On March 31, 2011, CMS informed its Provider Resource mailing list that it intends to change the regulation requiring physician or qualified non-physician practitioner signatures on requisitions for clinical diagnostic laboratory tests paid under the clinical laboratory fee schedule. According to CMS, this change, due by the end of the year, stemmed from concerns that physicians, qualified non-physician practitioners, and clinical diagnostic laboratories were having difficulty complying with the regulation. The text of the email may be found here.

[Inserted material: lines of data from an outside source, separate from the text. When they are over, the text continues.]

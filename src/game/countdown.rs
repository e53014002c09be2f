use std::time::{Duration, Instant};

const ONE_SECOND: Duration = Duration::from_secs(1);

/// One-second cadence for the limited-time mode, interleaved with the main
/// tick on the same thread via deadline polling
#[derive(Clone, Copy, Debug, Eq, PartialEq)]
pub(super) struct Countdown {
    remaining: u32,
    deadline: Option<Instant>,
}

impl Countdown {
    /// Start a countdown of `seconds` seconds, with the first firing one
    /// second from now
    pub(super) fn start(seconds: u32) -> Countdown {
        Countdown {
            remaining: seconds,
            deadline: Some(Instant::now() + ONE_SECOND),
        }
    }

    /// Seconds left on the clock
    pub(super) fn remaining(&self) -> u32 {
        self.remaining
    }

    /// When the next second elapses, or `None` if the countdown has been
    /// stopped
    pub(super) fn deadline(&self) -> Option<Instant> {
        self.deadline
    }

    pub(super) fn due(&self, now: Instant) -> bool {
        self.deadline.is_some_and(|deadline| deadline <= now)
    }

    /// Count one second off the clock and re-arm the deadline.  Returns the
    /// new remaining time.
    pub(super) fn second_elapsed(&mut self) -> u32 {
        self.remaining = self.remaining.saturating_sub(1);
        if let Some(deadline) = self.deadline {
            self.deadline = Some(deadline + ONE_SECOND);
        }
        self.remaining
    }

    pub(super) fn stop(&mut self) {
        self.deadline = None;
    }
}
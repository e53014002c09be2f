use crate::consts;
use ratatui::{
    buffer::Buffer,
    layout::{Constraint, Flex, Layout, Rect},
    text::{Line, Span, Text},
    widgets::Widget,
};

#[derive(Clone, Copy, Debug, Eq, PartialEq)]
pub(super) struct Logo;

impl Logo {
    const BODY_LENGTH: u16 = 12;
    const FOOD_GUTTER: u16 = 2;
    const TEXT_HEIGHT: u16 = 5;
    pub(super) const HEIGHT: u16 = Self::TEXT_HEIGHT + 2;
    pub(super) const WIDTH: u16 = 28;

    #[rustfmt::skip]
    const SNAKE: [&'static str; Self::TEXT_HEIGHT as usize] = [
         " ____              _        ",
         "/ ___| _ __   __ _| | _____ ",
        r"\___ \| '_ \ / _` | |/ / _ \",
         " ___) | | | | (_| |   <  __/",
        r"|____/|_| |_|\__,_|_|\_\___|",
    ];
}

impl Widget for Logo {
    fn render(self, area: Rect, buf: &mut Buffer) {
        let [area] = Layout::horizontal([Self::WIDTH])
            .flex(Flex::Start)
            .areas(area);
        let [words_area, diagram_area] = Layout::vertical([Self::TEXT_HEIGHT, 1])
            .flex(Flex::Start)
            .spacing(1)
            .areas(area);
        Text::from_iter(Self::SNAKE)
            .style(consts::SNAKE_STYLE)
            .render(words_area, buf);
        let [body_area, head_area, _, food_area] = Layout::horizontal([
            Constraint::Length(Self::BODY_LENGTH),
            Constraint::Length(1),
            Constraint::Length(Self::FOOD_GUTTER),
            Constraint::Length(1),
        ])
        .flex(Flex::Center)
        .areas(diagram_area);
        for p in body_area.positions() {
            if let Some(cell) = buf.cell_mut(p) {
                cell.set_char(consts::SNAKE_BODY_SYMBOL);
                cell.set_style(consts::SNAKE_STYLE);
            }
        }
        for p in head_area.positions() {
            if let Some(cell) = buf.cell_mut(p) {
                cell.set_char(consts::SNAKE_HEAD_EAST_SYMBOL);
                cell.set_style(consts::SNAKE_STYLE);
            }
        }
        for p in food_area.positions() {
            if let Some(cell) = buf.cell_mut(p) {
                cell.set_char(consts::FOOD_SYMBOL);
                cell.set_style(consts::FOOD_STYLE);
            }
        }
    }
}

#[derive(Clone, Copy, Debug, Eq, PartialEq)]
pub(super) struct Instructions;

impl Instructions {
    pub(super) const HEIGHT: u16 = 6;
    pub(super) const WIDTH: u16 = 20;
}

impl Widget for Instructions {
    fn render(self, area: Rect, buf: &mut Buffer) {
        let text = Text::from_iter([
            Line::from("Move the snake with:"),
            Line::from_iter([
                Span::raw("       "),
                Span::styled("←", consts::KEY_STYLE),
                Span::raw(" "),
                Span::styled("↓", consts::KEY_STYLE),
                Span::raw(" "),
                Span::styled("↑", consts::KEY_STYLE),
                Span::raw(" "),
                Span::styled("→", consts::KEY_STYLE),
            ]),
            Line::from_iter([
                Span::raw("   or: "),
                Span::styled("h", consts::KEY_STYLE),
                Span::raw(" "),
                Span::styled("j", consts::KEY_STYLE),
                Span::raw(" "),
                Span::styled("k", consts::KEY_STYLE),
                Span::raw(" "),
                Span::styled("l", consts::KEY_STYLE),
            ]),
            Line::from_iter([
                Span::raw("   or: "),
                Span::styled("a", consts::KEY_STYLE),
                Span::raw(" "),
                Span::styled("s", consts::KEY_STYLE),
                Span::raw(" "),
                Span::styled("w", consts::KEY_STYLE),
                Span::raw(" "),
                Span::styled("d", consts::KEY_STYLE),
            ]),
            Line::from("Eat the food, but"),
            Line::from("don't hit yourself!"),
        ]);
        debug_assert_eq!(
            text.height(),
            usize::from(Self::HEIGHT),
            "Instructions::HEIGHT is wrong"
        );
        debug_assert_eq!(
            text.width(),
            usize::from(Self::WIDTH),
            "Instructions::WIDTH is wrong"
        );
        text.render(area, buf);
    }
}
use std::f32::consts::PI;

#[cfg(feature = "serde")]
use serde::{Deserialize, Serialize};

/*
| type      | constructed by | passes       | rejects      | used as        |
| --------- | -------------- | ------------ | ------------ | -------------- |
| low-pass  | LPF            | below cutoff | above cutoff | "high cut"     |
| high-pass | HPF            | above cutoff | below cutoff | "low cut"      |
| band-pass | HPF → LPF      | between      | outside      | voice/master   |

Every voice and the master stage run a high-pass followed by a low-pass, which
turns the two cutoffs into a band: low cut at the bottom, high cut at the top.
*/

/// Resonance giving a Butterworth (Q = 1/√2) response: k = 2 - 2r = √2.
pub const BUTTERWORTH_RESONANCE: f32 = 1.0 - std::f32::consts::FRAC_1_SQRT_2;

/// Highest usable cutoff as a fraction of the sample rate.
const MAX_CUTOFF_RATIO: f32 = 0.49;

#[cfg_attr(feature = "serde", derive(Serialize, Deserialize))]
#[derive(Debug, Clone, Copy, PartialEq, Eq)]
pub enum FilterType {
    LowPass,
    HighPass,
}

pub struct FilterOutputs {
    pub lowpass: f32,
    pub bandpass: f32,
    pub highpass: f32,
}

pub struct SVFilter {
    ic1eq: f32, // First integrator's memory
    ic2eq: f32, // Second integrator's memory

    pub cutoff_hz: f32,
    pub resonance: f32,
    filter_type: FilterType,
}

impl SVFilter {
    pub fn new(filter_type: FilterType, cutoff_hz: f32) -> Self {
        Self {
            ic1eq: 0.0,
            ic2eq: 0.0,
            cutoff_hz,
            resonance: BUTTERWORTH_RESONANCE,
            filter_type,
        }
    }

    pub fn lowpass(cutoff_hz: f32) -> Self {
        Self::new(FilterType::LowPass, cutoff_hz)
    }

    pub fn highpass(cutoff_hz: f32) -> Self {
        Self::new(FilterType::HighPass, cutoff_hz)
    }

    pub fn filter_type(&self) -> FilterType {
        self.filter_type
    }

    /// TPT integrator gain. The cutoff is pulled below Nyquist so a 20 kHz
    /// high cut stays stable on low sample rates.
    #[inline]
    fn compute_g(&self, sample_rate: f32) -> f32 {
        let cutoff = self.cutoff_hz.clamp(1.0, sample_rate * MAX_CUTOFF_RATIO);
        (PI * cutoff / sample_rate).tan()
    }

    pub fn next_sample(&mut self, sample: f32, k: f32, g: f32) -> FilterOutputs {
        let h = 1.0 / (1.0 + g * (g + k));
        let v3 = sample - self.ic2eq;
        let v1 = h * (self.ic1eq + g * v3);
        let v2 = self.ic2eq + g * v1;

        self.ic1eq = 2.0 * v1 - self.ic1eq;
        self.ic2eq = 2.0 * v2 - self.ic2eq;

        FilterOutputs {
            lowpass: v2,
            bandpass: v1,
            highpass: sample - k * v1 - v2,
        }
    }

    pub fn render(&mut self, buffer: &mut [f32], sample_rate: f32) {
        let g = self.compute_g(sample_rate);
        let k = 2.0 - (2.0 * self.resonance);

        for sample in buffer.iter_mut() {
            let outputs = self.next_sample(*sample, k, g);

            *sample = match self.filter_type {
                FilterType::LowPass => outputs.lowpass,
                FilterType::HighPass => outputs.highpass,
            }
        }
    }

    pub fn reset(&mut self) {
        self.ic1eq = 0.0;
        self.ic2eq = 0.0;
    }

    pub fn set_cutoff(&mut self, cutoff: f32) {
        self.cutoff_hz = cutoff;
    }

    pub fn set_resonance(&mut self, resonance: f32) {
        self.resonance = resonance;
    }
}

#[cfg(test)]
mod tests {
    use super::*;
    use std::f32::consts::TAU;

    fn sine(freq: f32, sample_rate: f32, len: usize) -> Vec<f32> {
        (0..len)
            .map(|i| (TAU * freq * i as f32 / sample_rate).sin())
            .collect()
    }

    fn peak_after_transient(buffer: &[f32]) -> f32 {
        let skip = buffer.len().min(256);
        buffer
            .get(skip..)
            .unwrap_or(buffer)
            .iter()
            .fold(0.0f32, |acc, &x| acc.max(x.abs()))
    }

    #[test]
    fn test_lowpass_basic() {
        let mut filter = SVFilter::lowpass(500.0);
        let mut buffer = vec![1.0; 512];

        filter.render(&mut buffer, 48_000.0);

        assert!(buffer[511] > 0.99, "DC should pass, got {}", buffer[511]);
    }

    #[test]
    fn test_highpass_basic() {
        let mut filter = SVFilter::highpass(500.0);
        let mut buffer = vec![1.0; 512];

        filter.render(&mut buffer, 48_000.0);

        assert!(buffer[511].abs() < 0.001, "DC should be removed, got {}", buffer[511]);
    }

    #[test]
    fn test_lowpass_filters_high_freq() {
        let mut filter = SVFilter::lowpass(500.0);
        let mut buffer = sine(5_000.0, 48_000.0, 1024);

        filter.render(&mut buffer, 48_000.0);

        // 10x above cutoff at 12 dB/octave
        let peak = peak_after_transient(&buffer);
        assert!(peak < 0.05, "Expected high freq attenuation, got peak: {}", peak);
    }

    #[test]
    fn test_highpass_filters_low_freq() {
        let mut filter = SVFilter::highpass(2_000.0);
        let mut buffer = sine(100.0, 48_000.0, 4096);

        filter.render(&mut buffer, 48_000.0);

        let peak = peak_after_transient(&buffer);
        assert!(peak < 0.05, "Expected low freq attenuation, got peak: {}", peak);
    }

    #[test]
    fn test_band_passes_between_cutoffs() {
        let mut hp = SVFilter::highpass(200.0);
        let mut lp = SVFilter::lowpass(5_000.0);
        let mut buffer = sine(1_000.0, 48_000.0, 2048);

        hp.render(&mut buffer, 48_000.0);
        lp.render(&mut buffer, 48_000.0);

        let peak = peak_after_transient(&buffer);
        assert!(peak > 0.9, "1 kHz should pass a 200..5000 band, got {}", peak);
    }

    #[test]
    fn test_cutoff_above_nyquist_stays_stable() {
        let mut filter = SVFilter::lowpass(20_000.0);
        let mut buffer = sine(1_000.0, 8_000.0, 2048);

        filter.render(&mut buffer, 8_000.0);

        assert!(buffer.iter().all(|s| s.is_finite()));
        assert!(peak_after_transient(&buffer) < 1.5);
    }

    #[test]
    fn test_set_cutoff_updates_frequency() {
        let mut filter = SVFilter::lowpass(1000.0);
        assert!((filter.cutoff_hz - 1000.0).abs() < 0.1);

        filter.set_cutoff(2000.0);
        assert!((filter.cutoff_hz - 2000.0).abs() < 0.1);

        filter.set_cutoff(500.0);
        assert!((filter.cutoff_hz - 500.0).abs() < 0.1);
    }

    #[test]
    fn test_set_cutoff_affects_filtering() {
        let sample_rate = 48_000.0;

        let mut filter = SVFilter::lowpass(200.0);
        let mut buffer1 = sine(1_000.0, sample_rate, 1024);
        filter.render(&mut buffer1, sample_rate);
        let peak_low_cutoff = peak_after_transient(&buffer1);

        filter.reset();
        filter.set_cutoff(5_000.0);
        let mut buffer2 = sine(1_000.0, sample_rate, 1024);
        filter.render(&mut buffer2, sample_rate);
        let peak_high_cutoff = peak_after_transient(&buffer2);

        assert!(
            peak_high_cutoff > peak_low_cutoff * 2.0,
            "High cutoff should pass more signal: high={}, low={}",
            peak_high_cutoff,
            peak_low_cutoff
        );
    }

    #[test]
    fn test_default_resonance_is_butterworth() {
        let filter = SVFilter::highpass(100.0);
        let k = 2.0 - 2.0 * filter.resonance;
        assert!((k - std::f32::consts::SQRT_2).abs() < 1e-6);
    }
}
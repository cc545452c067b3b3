use crate::graph::node::{GraphNode, RenderCtx};

/*
Serial Signal Chain (Through)
=============================

Through connects two nodes in series, passing the output of the first (source)
into the second (effect). Every straight run of the reverb graph is built from
it:

  voice:   convolver → gain → low cut → high cut
  master:  low cut → high cut → gain

How It Works:
-------------
1. Render the source into the output buffer
2. Pass that buffer through the effect (in-place processing)

  Source renders:  [0.5, 0.8, -0.3, 0.9, ...]
  Effect processes in-place (e.g., filter)
  Final output:    [0.4, 0.6, -0.2, 0.7, ...]  (filtered result)

Nesting:
--------
Chains nest to the left, so a four stage voice is

  Through<Through<Through<Convolver, Gain>, HighPass>, LowPass>

which the `.through()` extension writes as

  convolver.through(gain).through(low_cut).through(high_cut)

Everything is monomorphized; rendering a chain is a sequence of direct calls
over the same buffer, with no temporary buffers and no dynamic dispatch.

Fan-out and fan-in (one source feeding several chains, several chains summed
into one bus) are not expressible with Through alone; the session graph does
that wiring itself.
*/

pub struct Through<S, F> {
    source: S,
    effect: F,
}

impl<S, F> Through<S, F> {
    pub fn new(source: S, effect: F) -> Self {
        Self { source, effect }
    }

    pub fn source(&self) -> &S {
        &self.source
    }

    pub fn effect(&self) -> &F {
        &self.effect
    }
}

impl<S: GraphNode, F: GraphNode> GraphNode for Through<S, F> {
    fn render_block(&mut self, out: &mut [f32], ctx: &RenderCtx) {
        self.source.render_block(out, ctx);
        self.effect.render_block(out, ctx);
    }

    fn reset(&mut self) {
        self.source.reset();
        self.effect.reset();
    }

    fn is_active(&self) -> bool {
        self.source.is_active() || self.effect.is_active()
    }
}

#[cfg(test)]
mod tests {
    use super::*;
    use crate::graph::{extensions::NodeExt, gain::GainNode, param::Param};

    fn ctx() -> RenderCtx {
        RenderCtx::new(48_000.0)
    }

    #[test]
    fn renders_source_then_effect() {
        let mut node = GainNode::new(Param::new(0.5), 0.0).through(GainNode::new(Param::new(0.5), 0.0));
        let mut buffer = vec![1.0; 16];

        node.render_block(&mut buffer, &ctx());

        assert!(buffer.iter().all(|&s| (s - 0.25).abs() < 1e-6));
    }

    #[test]
    fn nested_chain_keeps_order() {
        let first = Param::new(2.0);
        let second = Param::new(0.0);
        let mut node = GainNode::new(first, 0.0)
            .through(GainNode::new(second.clone(), 0.0))
            .through(GainNode::new(Param::new(3.0), 0.0));

        second.set(1.0);
        let mut buffer = vec![1.0; 4];
        node.render_block(&mut buffer, &ctx());

        assert_eq!(buffer, vec![6.0; 4]);
    }
}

CMS outlined its interpretation of 42 C.F.R. § 410.32 to require signatures on acquisitions for clinical diagnostic laboratory tests in the November 29, 2010, Medicare Physician Fee Schedule final rule. 75 Fed. Reg. 73170, 73483 (Nov. 29, 2010). The final rule required that the paperwork provided by physicians to clinical diagnostic laboratories that identified the test(s) to be performed contain the physician’s (or qualified non-physician practitioner’s) actual signature. On December 20, 2010, CMS informed contractors that many of the parties covered by this regulation were either unaware of the rule or did not properly understand the rule. Therefore, CMS told its contractors, the agency would spend the first quarter of 2011 conducting an educational campaign before enforcing the regulation. During the first quarter, however, CMS decided to focus on changing the rule rather than on educating affected entities.